§ **Information provided**:
++++++++
//! Concurrent invocation of loaded plugin entry points.
//!
//! The [`PluginInvoker`] consumes a populated registry and drives the
//! conventional `main` entry point of a selection of plugins. One scoped
//! worker thread is started per selected plugin; each worker exclusively
//! borrows its plugin's sandbox, so sandbox interpreter state is never
//! touched from two threads. The scope joins every worker before the
//! call returns, which makes the wait accounting equal the number of
//! workers actually started by construction — it cannot drift from the
//! selection size.
//!
//! There are no ordering guarantees between plugins: invocation and
//! completion interleave arbitrarily, and log lines from concurrent
//! plugins mix (whole lines stay atomic, see the console capability).

use std::collections::BTreeSet;
use std::thread;

use tracing::debug;

use trellis_script::ScriptValue;

use crate::error::InvokeFailure;
use crate::registry::{LoadedPlugin, PluginRegistry};

/// Tracing target for invocation operations.
const INVOKER_TARGET: &str = "trellis_plugins::invoker";

/// Conventional name of the guest entry point every plugin must define.
pub const ENTRY_POINT: &str = "main";

/// The observed result of one plugin's invocation.
#[derive(Debug)]
pub struct InvocationOutcome {
    /// Name of the selected plugin.
    pub plugin: String,
    /// The returned guest value, or why there is none.
    pub result: Result<ScriptValue, InvokeFailure>,
}

impl InvocationOutcome {
    /// Returns `true` when the invocation produced a value.
    #[must_use]
    pub const fn is_success(&self) -> bool {
        self.result.is_ok()
    }
}

/// Coordinates entry-point invocations across a registry.
///
/// Owns the registry for the duration of the run; callers pass it in
/// explicitly rather than relying on ambient global state.
///
/// # Example
///
/// ```rust,no_run
/// use trellis_plugins::{PluginInvoker, PluginRegistry};
/// use trellis_script::stdout_sink;
///
/// # fn main() -> Result<(), Box<dyn std::error::Error>> {
/// let report = PluginRegistry::load("./plugins".as_ref(), &stdout_sink())?;
/// let mut invoker = PluginInvoker::new(report.registry);
/// let outcomes = invoker.invoke_all();
/// assert_eq!(outcomes.len(), invoker.registry().len());
/// # Ok(()) }
/// ```
#[derive(Debug)]
pub struct PluginInvoker {
    registry: PluginRegistry,
}

impl PluginInvoker {
    /// Creates an invoker owning the given registry.
    #[must_use]
    pub const fn new(registry: PluginRegistry) -> Self {
        Self { registry }
    }

    /// Returns the owned registry.
    #[must_use]
    pub const fn registry(&self) -> &PluginRegistry {
        &self.registry
    }

    /// Returns the owned registry mutably.
    #[must_use]
    pub const fn registry_mut(&mut self) -> &mut PluginRegistry {
        &mut self.registry
    }

    /// Releases the registry back to the caller.
    #[must_use]
    pub fn into_registry(self) -> PluginRegistry {
        self.registry
    }

    /// Invokes the entry point of every loaded plugin.
    ///
    /// Returns one outcome per plugin once all invocations have
    /// completed.
    pub fn invoke_all(&mut self) -> Vec<InvocationOutcome> {
        let names: Vec<String> = self.registry.names().map(ToOwned::to_owned).collect();
        self.invoke_selected(&names)
    }

    /// Invokes the entry point of each named plugin.
    ///
    /// Duplicate names are collapsed: exactly one invocation is started
    /// per distinct selected plugin. Names not present in the registry
    /// yield a [`InvokeFailure::NotRegistered`] outcome instead of
    /// aborting the others. The call returns only once every started
    /// invocation has completed, successfully or not.
    pub fn invoke_selected(&mut self, names: &[String]) -> Vec<InvocationOutcome> {
        let wanted: BTreeSet<&str> = names.iter().map(String::as_str).collect();
        let missing: Vec<String> = wanted
            .iter()
            .filter(|name| !self.registry.contains(name))
            .map(|name| (*name).to_owned())
            .collect();

        let targets: Vec<(String, &mut LoadedPlugin)> = self
            .registry
            .entries_mut()
            .filter(|(name, _)| wanted.contains(name.as_str()))
            .map(|(name, plugin)| (name.clone(), plugin))
            .collect();

        debug!(
            target: INVOKER_TARGET,
            selected = targets.len(),
            unknown = missing.len(),
            "starting invocations"
        );

        let mut outcomes = run_invocations(targets);
        outcomes.extend(missing.into_iter().map(|name| InvocationOutcome {
            result: Err(InvokeFailure::NotRegistered { name: name.clone() }),
            plugin: name,
        }));
        outcomes
    }
}

/// Runs one worker per target and joins them all.
fn run_invocations(targets: Vec<(String, &mut LoadedPlugin)>) -> Vec<InvocationOutcome> {
    thread::scope(|scope| {
        let workers: Vec<_> = targets
            .into_iter()
            .map(|(name, plugin)| {
                let worker_name = name.clone();
                let handle = scope.spawn(move || {
                    debug!(
                        target: INVOKER_TARGET,
                        plugin = %worker_name,
                        "invoking entry point"
                    );
                    plugin
                        .sandbox_mut()
                        .invoke(ENTRY_POINT)
                        .map_err(InvokeFailure::from)
                });
                (name, handle)
            })
            .collect();

        workers
            .into_iter()
            .map(|(name, handle)| {
                let result = handle
                    .join()
                    .unwrap_or_else(|_| Err(InvokeFailure::WorkerPanicked));
                InvocationOutcome {
                    plugin: name,
                    result,
                }
            })
            .collect()
    })
}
++++++++
§ **Task to carry out**:
Word for word and line for line, give the material again.

§ **Answer section**:
//! Concurrent invocation of loaded plugin entry points.
//!
//! The [`PluginInvoker`] consumes a populated registry and drives the
//! conventional `main` entry point of a selection of plugins. One scoped
//! worker thread is started per selected plugin; each worker exclusively
//! borrows its plugin's sandbox, so sandbox interpreter state is never
//! touched from two threads. The scope joins every worker before the
//! call returns, which makes the wait accounting equal the number of
//! workers actually started by construction — it cannot drift from the
//! selection size.
//!
//! There are no ordering guarantees between plugins: invocation and
//! completion interleave arbitrarily, and log lines from concurrent
//! plugins mix (whole lines stay atomic, see the console capability).

use std::collections::BTreeSet;
use std::thread;

use tracing::debug;

use trellis_script::ScriptValue;

use crate::error::InvokeFailure;
use crate::registry::{LoadedPlugin, PluginRegistry};

/// Tracing target for invocation operations.
const INVOKER_TARGET: &str = "trellis_plugins::invoker";

/// Conventional name of the guest entry point every plugin must define.
pub const ENTRY_POINT: &str = "main";

/// The observed result of one plugin's invocation.
#[derive(Debug)]
pub struct InvocationOutcome {
    /// Name of the selected plugin.
    pub plugin: String,
    /// The returned guest value, or why there is none.
    pub result: Result<ScriptValue, InvokeFailure>,
}

impl InvocationOutcome {
    /// Returns `true` when the invocation produced a value.
    #[must_use]
    pub const fn is_success(&self) -> bool {
        self.result.is_ok()
    }
}

/// Coordinates entry-point invocations across a registry.
///
/// Owns the registry for the duration of the run; callers pass it in
/// explicitly rather than relying on ambient global state.
///
/// # Example
///
/// ```rust,no_run
/// use trellis_plugins::{PluginInvoker, PluginRegistry};
/// use trellis_script::stdout_sink;
///
/// # fn main() -> Result<(), Box<dyn std::error::Error>> {
/// let report = PluginRegistry::load("./plugins".as_ref(), &stdout_sink())?;
/// let mut invoker = PluginInvoker::new(report.registry);
/// let outcomes = invoker.invoke_all();
/// assert_eq!(outcomes.len(), invoker.registry().len());
/// # Ok(()) }
/// ```
#[derive(Debug)]
pub struct PluginInvoker {
    registry: PluginRegistry,
}

impl PluginInvoker {
    /// Creates an invoker owning the given registry.
    #[must_use]
    pub const fn new(registry: PluginRegistry) -> Self {
        Self { registry }
    }

    /// Returns the owned registry.
    #[must_use]
    pub const fn registry(&self) -> &PluginRegistry {
        &self.registry
    }

    /// Returns the owned registry mutably.
    #[must_use]
    pub const fn registry_mut(&mut self) -> &mut PluginRegistry {
        &mut self.registry
    }

    /// Releases the registry back to the caller.
    #[must_use]
    pub fn into_registry(self) -> PluginRegistry {
        self.registry
    }

    /// Invokes the entry point of every loaded plugin.
    ///
    /// Returns one outcome per plugin once all invocations have
    /// completed.
    pub fn invoke_all(&mut self) -> Vec<InvocationOutcome> {
        let names: Vec<String> = self.registry.names().map(ToOwned::to_owned).collect();
        self.invoke_selected(&names)
    }

    /// Invokes the entry point of each named plugin.
    ///
    /// Duplicate names are collapsed: exactly one invocation is started
    /// per distinct selected plugin. Names not present in the registry
    /// yield a [`InvokeFailure::NotRegistered`] outcome instead of
    /// aborting the others. The call returns only once every started
    /// invocation has completed, successfully or not.
    pub fn invoke_selected(&mut self, names: &[String]) -> Vec<InvocationOutcome> {
        let wanted: BTreeSet<&str> = names.iter().map(String::as_str).collect();
        let missing: Vec<String> = wanted
            .iter()
            .filter(|name| !self.registry.contains(name))
            .map(|name| (*name).to_owned())
            .collect();

        let targets: Vec<(String, &mut LoadedPlugin)> = self
            .registry
            .entries_mut()
            .filter(|(name, _)| wanted.contains(name.as_str()))
            .map(|(name, plugin)| (name.clone(), plugin))
            .collect();

        debug!(
            target: INVOKER_TARGET,
            selected = targets.len(),
            unknown = missing.len(),
            "starting invocations"
        );

        let mut outcomes = run_invocations(targets);
        outcomes.extend(missing.into_iter().map(|name| InvocationOutcome {
            result: Err(InvokeFailure::NotRegistered { name: name.clone() }),
            plugin: name,
        }));
        outcomes
    }
}

/// Runs one worker per target and joins them all.
fn run_invocations(targets: Vec<(String, &mut LoadedPlugin)>) -> Vec<InvocationOutcome> {
    thread::scope(|scope| {
        let workers: Vec<_> = targets
            .into_iter()
            .map(|(name, plugin)| {
                let worker_name = name.clone();
                let handle = scope.spawn(move || {
                    debug!(
                        target: INVOKER_TARGET,
                        plugin = %worker_name,
                        "invoking entry point"
                    );
                    plugin
                        .sandbox_mut()
                        .invoke(ENTRY_POINT)
                        .map_err(InvokeFailure::from)
                });
                (name, handle)
            })
            .collect();

        workers
            .into_iter()
            .map(|(name, handle)| {
                let result = handle
                    .join()
                    .unwrap_or_else(|_| Err(InvokeFailure::WorkerPanicked));
                InvocationOutcome {
                    plugin: name,
                    result,
                }
            })
            .collect()
    })
}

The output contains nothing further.